Problem statement: Within the entries below, find every line that has the string "await", then copy it.

Stored data
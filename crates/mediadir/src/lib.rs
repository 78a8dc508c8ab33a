//! mediadir - category-based access to a shared content store
//!
//! Callers name a media category and an optional sub-path instead of a raw
//! filesystem path. mediadir resolves that into the store's addressing scheme,
//! runs queries and mutations against it, streams bytes in and out, and
//! recovers from transient permission denials through a user-mediated grant
//! flow.
//!
//! # Quick Start
//!
//! ```rust
//! use mediadir::{ContentRecordStore, InMemoryProvider, MediaCategory, StreamTransfer};
//! use std::sync::Arc;
//!
//! # #[tokio::main]
//! # async fn main() -> Result<(), Box<dyn std::error::Error>> {
//! let store = ContentRecordStore::new(Arc::new(InMemoryProvider::default()));
//! let transfer = StreamTransfer::new(store.clone());
//!
//! let uri = transfer
//!     .save_stream_to_category(MediaCategory::Documents, &b"%PDF"[..], "q1.pdf", Some("reports"))
//!     .await?;
//!
//! let record = store.get(&uri).await?.expect("just saved");
//! assert_eq!(record.relative_path(), "Documents/reports");
//! # Ok(())
//! # }
//! ```
//!
//! # Architecture
//!
//! - `mediadir_error` - Error types
//! - `mediadir_core` - Categories, locations, handles, records, configuration
//! - `mediadir_storage` - Store boundary, queries, transfer, visibility and
//!   permission recovery
//!
//! This crate re-exports everything for convenience and carries the `mediadir`
//! command-line tool.

pub use mediadir_core::*;
pub use mediadir_error::*;
pub use mediadir_storage::*;

pub mod cli;
pub mod telemetry;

Response for this exercise:
//!     .await?;
//! let record = store.get(&uri).await?.expect("just saved");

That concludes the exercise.